Trelawny of the “Wells” by Arthur Wing Pinero
Newcastle Theatre Company, at the NTC Theatre, Lambton (Newcastle, NSW). March 16 to 26.

THE sparkling theatrical magic in this warm and funny comedy about the interaction between theatre and life confirmed it as the ideal choice for the opening of Newcastle Theatre Company’s new 147-seat venue.

The magic is in two interwoven strands. There is the pleasure of seeing an excellent cast reveal the heartfelt desires and idiosyncratic foibles of a colourful collection of theatre folk and an engrossing behind-the-scenes look at how shows are created.

English playwright Pinero drew on his own experiences as an actor in the 1860s when writing this play in 1898. It looks at naturalism beginning to sweep away the melodramatic staging and performances that dominated British theatre in the first half of the 19th century.

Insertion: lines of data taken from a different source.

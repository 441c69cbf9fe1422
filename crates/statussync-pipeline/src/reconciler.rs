//! Merge extracted records into the tabular store
//!
//! Each application has one row, identified by its unique key. A record
//! whose key is new is appended. A record for a known key rewrites the
//! row when it brings a different status. An unknown status is treated
//! like any other absent field: the row keeps its value, and is rewritten
//! only if another field changes.
//!
//! The read-modify-write is not transactional. One run at a time is
//! assumed.

use serde::Serialize;
use statussync_domain::traits::TabularStore;
use statussync_domain::{ApplicationStatus, ApplicationStatusRecord, SheetRow, StoredRow, UniqueKey};
use std::collections::HashMap;
use std::fmt;
use tracing::debug;

/// What an upsert did
#[derive(Debug, Clone, Copy, PartialEq, Eq, Hash, Serialize)]
#[serde(rename_all = "lowercase")]
pub enum ReconcileOutcome {
    /// New row appended
    Added,
    /// Existing row rewritten
    Updated,
    /// Nothing written
    Unchanged,
}

impl ReconcileOutcome {
    /// Lowercase name
    pub fn as_str(&self) -> &'static str {
        match self {
            ReconcileOutcome::Added => "added",
            ReconcileOutcome::Updated => "updated",
            ReconcileOutcome::Unchanged => "unchanged",
        }
    }
}

impl fmt::Display for ReconcileOutcome {
    fn fmt(&self, f: &mut fmt::Formatter<'_>) -> fmt::Result {
        f.write_str(self.as_str())
    }
}

/// Index rows by unique key; for duplicate keys the last row wins
pub fn index_rows(rows: Vec<StoredRow>) -> HashMap<UniqueKey, StoredRow> {
    rows.into_iter().map(|row| (row.unique_key(), row)).collect()
}

/// The row to write over `stored` for `record`
///
/// Each field comes from the record when known and from the stored row
/// otherwise; an unknown status keeps the stored one.
pub fn merge(stored: &SheetRow, record: &ApplicationStatusRecord) -> SheetRow {
    let pick = |incoming: &Option<String>, existing: &str| {
        incoming.clone().unwrap_or_else(|| existing.to_string())
    };
    let status = if record.status.is_known() {
        record.status.as_str().to_string()
    } else {
        stored.status.clone()
    };
    SheetRow {
        status,
        company: pick(&record.company_name, &stored.company),
        position: pick(&record.position_title, &stored.position),
        location: pick(&record.position_location, &stored.location),
        action_date: pick(&record.action_date, &stored.action_date),
    }
}

/// Upserts records into one sheet of a tabular store
pub struct Reconciler<S: TabularStore> {
    store: S,
    sheet: String,
}

impl<S: TabularStore> Reconciler<S> {
    /// Create a reconciler writing to `sheet`
    pub fn new(store: S, sheet: impl Into<String>) -> Self {
        Self {
            store,
            sheet: sheet.into(),
        }
    }

    /// Sheet written to
    pub fn sheet(&self) -> &str {
        &self.sheet
    }

    /// The underlying store
    pub fn store(&self) -> &S {
        &self.store
    }

    /// Consume the reconciler, returning the store
    pub fn into_store(self) -> S {
        self.store
    }

    /// Merge one record into the sheet
    ///
    /// # Errors
    ///
    /// Returns the store's error when the sheet cannot be read or written.
    pub fn upsert(&mut self, record: &ApplicationStatusRecord) -> Result<ReconcileOutcome, S::Error> {
        let key = record.unique_key();
        let mut rows = index_rows(self.store.read_all(&self.sheet)?);

        let Some(stored) = rows.remove(&key) else {
            self.store.append_row(&self.sheet, &SheetRow::from_record(record))?;
            debug!(%key, status = %record.status, "Added application");
            return Ok(ReconcileOutcome::Added);
        };

        if ApplicationStatus::parse(&stored.row.status) == Some(record.status) {
            debug!(%key, row = stored.row_number, status = %record.status, "Status unchanged");
            return Ok(ReconcileOutcome::Unchanged);
        }

        let merged = merge(&stored.row, record);
        if merged == stored.row {
            debug!(%key, row = stored.row_number, "Nothing new for row");
            return Ok(ReconcileOutcome::Unchanged);
        }
        self.store.update_row(&self.sheet, stored.row_number, &merged)?;
        debug!(
            %key,
            row = stored.row_number,
            from = %stored.row.status,
            to = %merged.status,
            "Updated application"
        );
        Ok(ReconcileOutcome::Updated)
    }
}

The title character, Rose Trelawny, is a 19-year-old actress beginning to make her name at a fictional equivalent of the Sadlers Wells Theatre. Rose leaves the theatre world when she becomes engaged to the grandson of a knighted judge and moves into the judge’s home so that he can determine whether she is a suitable match for his heir.

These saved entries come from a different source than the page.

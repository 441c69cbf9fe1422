//! StatusSync Pipeline
//!
//! Turns inbox messages into a deduplicated table of job application
//! statuses.
//!
//! # Architecture
//!
//! ```text
//! EmailSource → BatchClassifier → Extractor → Reconciler → TabularStore
//!                       ╲             ╱
//!                        LlmProvider
//! ```
//!
//! # Key Features
//!
//! - **Batch classification**: one gateway call decides which subjects are
//!   job-related, failing closed
//! - **Extraction**: one gateway call per candidate email, parsed from the
//!   first JSON object span in the response
//! - **Reconciliation**: upsert keyed by normalized `company|position`,
//!   never overwriting known data with unknown data
//! - **Driver**: sequential run with early exit and a run report
//!
//! # Example Usage
//!
//! ```no_run
//! use statussync_domain::traits::EmailSource;
//! use statussync_domain::{Email, FetchWindow};
//! use statussync_llm::MockProvider;
//! use statussync_pipeline::{Pipeline, PipelineConfig, PromptTemplates};
//! use statussync_store::MemorySheetStore;
//!
//! # async fn example(source: impl EmailSource, window: FetchWindow) -> Result<(), Box<dyn std::error::Error>> {
//! let llm = MockProvider::new("YES");
//! let mut pipeline = Pipeline::new(
//!     llm,
//!     source,
//!     MemorySheetStore::new(),
//!     PromptTemplates::builtin(),
//!     PipelineConfig::default(),
//! );
//!
//! let report = pipeline.run(&window).await?;
//! println!("Added: {}, updated: {}", report.added, report.updated);
//! # Ok(())
//! # }
//! ```

#![warn(missing_docs)]

mod classifier;
mod config;
mod driver;
mod error;
mod extractor;
pub mod parser;
pub mod prompt;
mod reconciler;


pub use classifier::BatchClassifier;
pub use config::PipelineConfig;
pub use driver::{Pipeline, PipelineReport, Stage};
pub use error::PipelineError;
pub use extractor::Extractor;
pub use prompt::{PromptTemplates, TemplateError, TemplateKind};
pub use reconciler::{index_rows, merge, ReconcileOutcome, Reconciler};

Rose tires of the restrictions placed on her in the upper-class house and returns to the theatre. However, she finds that the experience with even a rarefied version of real life has changed her attitude to excessive theatrical gestures.

While it is the extravagance of those gestures that has the audience smiling and laughing when Rose’s stage colleagues gather to farewell her in the opening scene, director Aarne Neeme and the actors bring out the sharp contrast between the over-the-top antics of the theatrical types in the small boarding-house parlour and the dreary silence in the spacious drawing-room of judge Sir William Gower’s home in the next scene.

Seventeen of Newcastle’s finest actors - Marnie Long as a sweetly determined Rose, Graham Wilson as her elegant fiancé, and Matthew Bevan, Alan Bodenham, Rosemary Dartnell, Janet Gillam, Sarah Gordon, Tracey Gordon, David Gubbay, Michael McCarthy, Richard Murray, Peter Oliver, Brian Randell, Howard Rawlinson, Michael Smythe, Cheryl Sovechles and Marie Warburton – together with the spot-on Victorian-era sets, costumes  and hairstyles, plus the lighting and sound and music, make it clear why theatre continues to be such an enriching form of entertainment.